The quality of his backing musicians is one of the disc's saving graces, and even a mundane piece like "If I Could Be Anywhere" is salvaged somewhat by a long instrumental coda featuring a very live-sounding interplay of guitars, piano and organ. The band also have a shrewd grasp of when less is more, as on the sparse but effective "Yeah Yeah" or "Walls and Doors", whose melancholic chord sequence flashes back to "Late for the Sky".

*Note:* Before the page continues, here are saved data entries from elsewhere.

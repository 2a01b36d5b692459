use crate::{
    error::BackendError,
    provider::ResourceBackend,
    request::PropertyRequest,
    resource::Resource,
};

///
/// MemoryBackend
///
/// In-process backend over a fixed resource list.
/// Fetch returns the resources whose properties equal every constraint.
///

#[derive(Clone, Debug, Default)]
pub struct MemoryBackend {
    resources: Vec<Resource>,
}

impl MemoryBackend {
    #[must_use]
    pub const fn new(resources: Vec<Resource>) -> Self {
        Self { resources }
    }

    pub fn insert(&mut self, resource: Resource) {
        self.resources.push(resource);
    }

    #[must_use]
    pub fn resources(&self) -> &[Resource] {
        &self.resources
    }
}

impl FromIterator<Resource> for MemoryBackend {
    fn from_iter<I: IntoIterator<Item = Resource>>(iter: I) -> Self {
        Self::new(iter.into_iter().collect())
    }
}

impl ResourceBackend for MemoryBackend {
    fn fetch(&self, request: &PropertyRequest) -> Result<Vec<Resource>, BackendError> {
        Ok(self
            .resources
            .iter()
            .filter(|resource| {
                request
                    .iter()
                    .all(|(property, value)| resource.get(property) == Some(value))
            })
            .cloned()
            .collect())
    }
}
//! Metrics sink boundary.
//!
//! Simplifier and dispatch logic MUST NOT touch obs::metrics directly.
//! All instrumentation flows through MetricsEvent and MetricsSink.
use crate::obs::metrics;
use std::cell::RefCell;

thread_local! {
    static SINK_OVERRIDE: RefCell<Option<*const dyn MetricsSink>> = RefCell::new(None);
}

///
/// MetricsEvent
///

#[derive(Clone, Copy, Debug, Eq, PartialEq)]
pub enum MetricsEvent {
    Simplify { branches: u64 },
    BranchBudgetExceeded { branches: u64, limit: u64 },
    QueryStart,
    BackendRequest { resources: u64 },
    PostFilter { fetched: u64, kept: u64 },
}

///
/// MetricsSink
///

pub trait MetricsSink {
    fn record(&self, event: MetricsEvent);
}

/// GlobalMetricsSink
/// Default thread-local sink that writes into the global counters.
/// Acts as the concrete sink when no scoped override is installed.

pub(crate) struct GlobalMetricsSink;

impl MetricsSink for GlobalMetricsSink {
    fn record(&self, event: MetricsEvent) {
        metrics::with_state_mut(|m| match event {
            MetricsEvent::Simplify { branches } => {
                m.ops.simplify_calls = m.ops.simplify_calls.saturating_add(1);
                m.ops.simplified_branches = m.ops.simplified_branches.saturating_add(branches);
            }
            MetricsEvent::BranchBudgetExceeded { .. } => {
                m.ops.branch_budget_exceeded = m.ops.branch_budget_exceeded.saturating_add(1);
            }
            MetricsEvent::QueryStart => {
                m.ops.query_calls = m.ops.query_calls.saturating_add(1);
            }
            MetricsEvent::BackendRequest { resources } => {
                m.ops.backend_requests = m.ops.backend_requests.saturating_add(1);
                m.ops.resources_fetched = m.ops.resources_fetched.saturating_add(resources);
            }
            MetricsEvent::PostFilter { fetched, kept } => {
                m.ops.resources_unioned = m.ops.resources_unioned.saturating_add(fetched);
                m.ops.resources_kept = m.ops.resources_kept.saturating_add(kept);
            }
        });
    }
}

pub(crate) const GLOBAL_METRICS_SINK: GlobalMetricsSink = GlobalMetricsSink;

pub(crate) fn record(event: MetricsEvent) {
    let override_ptr = SINK_OVERRIDE.with(|cell| *cell.borrow());
    if let Some(ptr) = override_ptr {
        // SAFETY:
        // - `ptr` was produced from a valid `&dyn MetricsSink` in `with_metrics_sink`.
        // - `with_metrics_sink` restores the previous pointer before returning,
        //   including unwind paths via `Guard::drop`.
        // - `record` is synchronous and never stores `ptr` beyond this call.
        unsafe { (&*ptr).record(event) };
    } else {
        GLOBAL_METRICS_SINK.record(event);
    }
}

/// Snapshot the current thread's metrics counters.
#[must_use]
pub fn metrics_report() -> metrics::EventReport {
    metrics::report()
}

/// Reset all metrics counters on the current thread.
pub fn metrics_reset_all() {
    metrics::reset_all();
}

/// Run a closure with a temporary metrics sink override on this thread.
pub fn with_metrics_sink<T>(sink: &dyn MetricsSink, f: impl FnOnce() -> T) -> T {
    struct Guard(Option<*const dyn MetricsSink>);

    impl Drop for Guard {
        fn drop(&mut self) {
            SINK_OVERRIDE.with(|cell| {
                *cell.borrow_mut() = self.0;
            });
        }
    }

    // SAFETY:
    // - `sink_ptr` is installed only for this dynamic scope.
    // - `Guard` restores the previous slot on all exits, including panic.
    // - `record` only dereferences synchronously and never persists `sink_ptr`.
    let sink_ptr = unsafe { std::mem::transmute::<&dyn MetricsSink, *const dyn MetricsSink>(sink) };
    let prev = SINK_OVERRIDE.with(|cell| {
        let mut slot = cell.borrow_mut();
        slot.replace(sink_ptr)
    });
    let _guard = Guard(prev);

    f()
}

///
/// TESTS
///
//! Module: config
//! Responsibility: tunables for simplification and query dispatch.
//! Does not own: backend connection settings.
//! Boundary: parsed once by the caller, passed by value into queries.

use crate::error::ConfigError;
use serde::{Deserialize, Serialize};

/// Default cap on the number of branches one AND node may distribute into.
pub const DEFAULT_MAX_BRANCHES: usize = 256;

///
/// QueryConfig
///

#[derive(Clone, Debug, Deserialize, Eq, PartialEq, Serialize)]
#[serde(default, deny_unknown_fields)]
pub struct QueryConfig {
    /// Fold `AND(x, TRUE)` down to `x` while distributing.
    pub fold_always_true: bool,

    /// Upper bound on distributed branches for a single AND node.
    /// Exceeding it widens that node to `TRUE`.
    pub max_branches: usize,
}

impl Default for QueryConfig {
    fn default() -> Self {
        Self {
            fold_always_true: true,
            max_branches: DEFAULT_MAX_BRANCHES,
        }
    }
}

impl QueryConfig {
    /// Parse and validate a config from TOML source.
    pub fn from_toml_str(source: &str) -> Result<Self, ConfigError> {
        let config: Self = toml::from_str(source)?;
        config.validate()?;

        Ok(config)
    }

    pub fn validate(&self) -> Result<(), ConfigError> {
        if self.max_branches == 0 {
            return Err(ConfigError::ZeroMaxBranches);
        }

        Ok(())
    }

    #[must_use]
    pub const fn with_fold_always_true(mut self, fold: bool) -> Self {
        self.fold_always_true = fold;
        self
    }

    #[must_use]
    pub const fn with_max_branches(mut self, max_branches: usize) -> Self {
        self.max_branches = max_branches;
        self
    }
}

///
/// TESTS
///
//! Module: predicate
//! Responsibility: predicate AST, evaluation, fluent construction, and
//! equality-pushdown simplification.
//! Does not own: backend request encoding or dispatch.
//! Boundary: everything downstream consumes `Predicate` values from here.

mod ast;
mod builder;
mod eval;
mod simplify;
mod support;

#[cfg(test)]
mod tests;

pub use ast::{CompareOp, ComparePredicate, Predicate};
pub use builder::{PredicateBuilder, PropertyComparison};
pub use eval::eval;
pub use simplify::{Simplifier, simplify};
pub use support::SupportedProperties;
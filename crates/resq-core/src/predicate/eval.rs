use crate::{
    predicate::{CompareOp, ComparePredicate, Predicate},
    resource::{PropertyPresence, PropertySource},
    value::{self, Value},
};
use std::cmp::Ordering;

///
/// Evaluate a predicate against a single resource.
///
/// This function performs **pure runtime evaluation**:
/// - no knowledge of backend-supported properties
/// - no simplification
///
/// Comparisons against a missing property, or between incomparable values,
/// evaluate to `false`.
///
#[must_use]
pub fn eval<S: PropertySource + ?Sized>(source: &S, predicate: &Predicate) -> bool {
    match predicate {
        Predicate::True => true,
        Predicate::False => false,

        Predicate::And(children) => children.iter().all(|child| eval(source, child)),
        Predicate::Or(children) => children.iter().any(|child| eval(source, child)),
        Predicate::Not(inner) => !eval(source, inner),

        Predicate::Compare(cmp) => eval_compare(source, cmp),
    }
}

fn eval_compare<S: PropertySource + ?Sized>(source: &S, cmp: &ComparePredicate) -> bool {
    let ComparePredicate {
        property,
        op,
        value,
    } = cmp;

    let PropertyPresence::Present(actual) = source.property(property) else {
        return false;
    };

    match op {
        CompareOp::Eq => actual == value,
        CompareOp::Ne => actual != value,

        CompareOp::Lt => order(actual, value).is_some_and(Ordering::is_lt),
        CompareOp::Lte => order(actual, value).is_some_and(Ordering::is_le),
        CompareOp::Gt => order(actual, value).is_some_and(Ordering::is_gt),
        CompareOp::Gte => order(actual, value).is_some_and(Ordering::is_ge),

        CompareOp::Contains => value::contains(actual, value),
    }
}

fn order(actual: &Value, expected: &Value) -> Option<Ordering> {
    value::compare_order(actual, expected)
}

///
/// TESTS
///

#[cfg(test)]
mod tests {
    use super::*;
    use crate::resource::Resource;

    fn host() -> Resource {
        Resource::new("Host")
            .with_property("prop1", "foo")
            .with_property("prop2", "bar")
            .with_property("cpu", 8)
            .with_property("rack", Value::Null)
    }

    #[test]
    fn missing_property_never_matches_a_comparison() {
        let resource = host();
        assert!(!eval(&resource, &Predicate::eq("absent", "foo")));
        assert!(!eval(&resource, &Predicate::ne("absent", "foo")));
        assert!(eval(&resource, &Predicate::not(Predicate::eq("absent", "foo"))));
    }

    #[test]
    fn null_is_a_present_value() {
        let resource = host();
        assert!(eval(&resource, &Predicate::eq("rack", Value::Null)));
        assert!(!eval(&resource, &Predicate::gt("rack", 1)));
    }

    #[test]
    fn ordering_comparisons_use_numeric_widening() {
        let resource = host();
        assert!(eval(&resource, &Predicate::gt("cpu", 4u64)));
        assert!(eval(&resource, &Predicate::lte("cpu", 8)));
        assert!(!eval(&resource, &Predicate::lt("cpu", "9")));
    }

    #[test]
    fn and_binds_before_or_in_nested_trees() {
        let resource = host();

        // (prop1 = foo AND prop2 = bat) OR prop3 = cat
        let predicate = (Predicate::eq("prop1", "foo") & Predicate::eq("prop2", "bat"))
            | Predicate::eq("prop3", "cat");
        assert!(!eval(&resource, &predicate));

        // prop1 = foo AND NOT (prop2 = bat OR prop3 = car)
        let predicate = Predicate::eq("prop1", "foo")
            & Predicate::not(Predicate::eq("prop2", "bat") | Predicate::eq("prop3", "car"));
        assert!(eval(&resource, &predicate));
    }

    #[test]
    fn empty_combinators_follow_identity_elements() {
        let resource = host();
        assert!(eval(&resource, &Predicate::And(vec![])));
        assert!(!eval(&resource, &Predicate::Or(vec![])));
    }
}
//! Module: predicate::builder
//! Responsibility: fluent infix construction of predicate trees.
//! Does not own: evaluation or simplification.
//! Boundary: user-facing ergonomic builder layer.

use crate::{
    error::BuilderError,
    predicate::{CompareOp, Predicate},
    resource::PropertyId,
    value::Value,
};

///
/// Expect
///
/// What the builder accepts next within the current block.
///

#[derive(Clone, Copy, Debug, Eq, PartialEq)]
enum Expect {
    Operand,
    Operator,
}

///
/// Block
///
/// One `begin`/`end` group. Completed conjunctions accumulate in
/// `disjuncts`; the conjunction under construction lives in `conjuncts`.
///

#[derive(Debug)]
struct Block {
    disjuncts: Vec<Predicate>,
    conjuncts: Vec<Predicate>,
    negated: bool,
    negate_next: bool,
    expect: Expect,
}

impl Block {
    const fn new(negated: bool) -> Self {
        Self {
            disjuncts: Vec::new(),
            conjuncts: Vec::new(),
            negated,
            negate_next: false,
            expect: Expect::Operand,
        }
    }

    fn close_conjunction(&mut self) {
        let conjuncts = std::mem::take(&mut self.conjuncts);
        if let Some(conjunction) = collapse(conjuncts, Predicate::And) {
            self.disjuncts.push(conjunction);
        }
    }

    fn finish(mut self) -> Option<Predicate> {
        self.close_conjunction();
        let predicate = collapse(self.disjuncts, Predicate::Or)?;

        Some(if self.negated {
            Predicate::not(predicate)
        } else {
            predicate
        })
    }
}

// Single-element groups collapse to their only member.
fn collapse(mut items: Vec<Predicate>, wrap: fn(Vec<Predicate>) -> Predicate) -> Option<Predicate> {
    match items.len() {
        0 => None,
        1 => items.pop(),
        _ => Some(wrap(items)),
    }
}

///
/// PredicateBuilder
///
/// Infix predicate builder. `and` binds tighter than `or`; `begin`/`end`
/// group; `not` negates the following comparison or block.
///
/// ```text
/// // (p1 = "foo" AND p2 = "bar") OR p3 = "cat"
/// PredicateBuilder::new()
///     .property("p1").equals("foo").and()
///     .property("p2").equals("bar").or()
///     .property("p3").equals("cat")
///     .build()?;
/// ```
///
/// Misuse is recorded and reported by `build`; the first error wins and
/// later calls are ignored.
///

#[derive(Debug)]
pub struct PredicateBuilder {
    blocks: Vec<Block>,
    error: Option<BuilderError>,
}

impl Default for PredicateBuilder {
    fn default() -> Self {
        Self::new()
    }
}

impl PredicateBuilder {
    #[must_use]
    pub fn new() -> Self {
        Self {
            blocks: vec![Block::new(false)],
            error: None,
        }
    }

    /// Start a comparison on `property`.
    #[must_use]
    pub fn property(self, property: impl Into<PropertyId>) -> PropertyComparison {
        PropertyComparison {
            builder: self,
            property: property.into(),
        }
    }

    #[must_use]
    pub fn and(self) -> Self {
        self.operator(|_| {})
    }

    #[must_use]
    pub fn or(self) -> Self {
        self.operator(Block::close_conjunction)
    }

    #[must_use]
    pub fn not(mut self) -> Self {
        if let Some(block) = self.current(Expect::Operand) {
            block.negate_next = !block.negate_next;
        }
        self
    }

    /// Open a nested block.
    #[must_use]
    pub fn begin(mut self) -> Self {
        let negated = match self.current(Expect::Operand) {
            Some(block) => std::mem::take(&mut block.negate_next),
            None => return self,
        };
        self.blocks.push(Block::new(negated));
        self
    }

    /// Close the innermost block and use it as an operand.
    #[must_use]
    pub fn end(mut self) -> Self {
        if self.error.is_some() {
            return self;
        }
        if self.blocks.len() < 2 {
            return self.fail(BuilderError::UnmatchedEnd);
        }
        if self.current(Expect::Operator).is_none() {
            return self;
        }

        match self.blocks.pop().and_then(Block::finish) {
            Some(predicate) => self.operand(predicate),
            None => self.fail(BuilderError::ExpectedOperand),
        }
    }

    /// Finish building.
    pub fn build(mut self) -> Result<Predicate, BuilderError> {
        if let Some(err) = self.error {
            return Err(err);
        }
        if self.blocks.len() > 1 {
            return Err(BuilderError::UnclosedBlock(self.blocks.len() - 1));
        }

        let block = self.blocks.pop().ok_or(BuilderError::Empty)?;
        if block.negate_next {
            return Err(BuilderError::DanglingNot);
        }
        if block.expect == Expect::Operand {
            let empty = block.conjuncts.is_empty() && block.disjuncts.is_empty();
            return Err(if empty {
                BuilderError::Empty
            } else {
                BuilderError::ExpectedOperand
            });
        }

        block.finish().ok_or(BuilderError::Empty)
    }

    fn operand(mut self, predicate: Predicate) -> Self {
        if let Some(block) = self.current(Expect::Operand) {
            let predicate = if std::mem::take(&mut block.negate_next) {
                Predicate::not(predicate)
            } else {
                predicate
            };
            block.conjuncts.push(predicate);
            block.expect = Expect::Operator;
        }
        self
    }

    fn operator(mut self, apply: impl FnOnce(&mut Block)) -> Self {
        if let Some(block) = self.current(Expect::Operator) {
            apply(block);
            block.expect = Expect::Operand;
        }
        self
    }

    // Innermost block, if the builder is healthy and `token` is what the
    // block accepts next. On mismatch the error names what it wanted.
    fn current(&mut self, token: Expect) -> Option<&mut Block> {
        if self.error.is_some() {
            return None;
        }

        let wanted = self.blocks.last().map(|block| block.expect)?;
        if wanted != token {
            self.error = Some(match wanted {
                Expect::Operand => BuilderError::ExpectedOperand,
                Expect::Operator => BuilderError::ExpectedOperator,
            });
            return None;
        }

        self.blocks.last_mut()
    }

    fn fail(mut self, err: BuilderError) -> Self {
        self.error.get_or_insert(err);
        self
    }
}

///
/// PropertyComparison
///
/// Pending comparison returned by `PredicateBuilder::property`.
///

#[derive(Debug)]
pub struct PropertyComparison {
    builder: PredicateBuilder,
    property: PropertyId,
}

impl PropertyComparison {
    fn compare(self, op: CompareOp, value: impl Into<Value>) -> PredicateBuilder {
        let predicate = Predicate::compare(self.property, op, value);
        self.builder.operand(predicate)
    }

    #[must_use]
    pub fn equals(self, value: impl Into<Value>) -> PredicateBuilder {
        self.compare(CompareOp::Eq, value)
    }

    #[must_use]
    pub fn not_equals(self, value: impl Into<Value>) -> PredicateBuilder {
        self.compare(CompareOp::Ne, value)
    }

    #[must_use]
    pub fn greater_than(self, value: impl Into<Value>) -> PredicateBuilder {
        self.compare(CompareOp::Gt, value)
    }

    #[must_use]
    pub fn greater_than_equal_to(self, value: impl Into<Value>) -> PredicateBuilder {
        self.compare(CompareOp::Gte, value)
    }

    #[must_use]
    pub fn less_than(self, value: impl Into<Value>) -> PredicateBuilder {
        self.compare(CompareOp::Lt, value)
    }

    #[must_use]
    pub fn less_than_equal_to(self, value: impl Into<Value>) -> PredicateBuilder {
        self.compare(CompareOp::Lte, value)
    }

    #[must_use]
    pub fn contains(self, value: impl Into<Value>) -> PredicateBuilder {
        self.compare(CompareOp::Contains, value)
    }
}

///
/// TESTS
///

Jackson always sounded nostalgic even when he was barely out of his teens, and "The Long Way Around" broods about how the world has changed since his wild and free youth ("It's never been that hard to buy a gun / Now they'll sell a Glock 19 to just about anyone"). More cheerful is "Leaving Winslow", a riding-the-railroad hoedown which tips the wink to the Arizona town he once memorialised in "Take It Easy". This isn't the greatest album he ever made, but it has enough standout moments to lure Browne fans to his UK gigs in November.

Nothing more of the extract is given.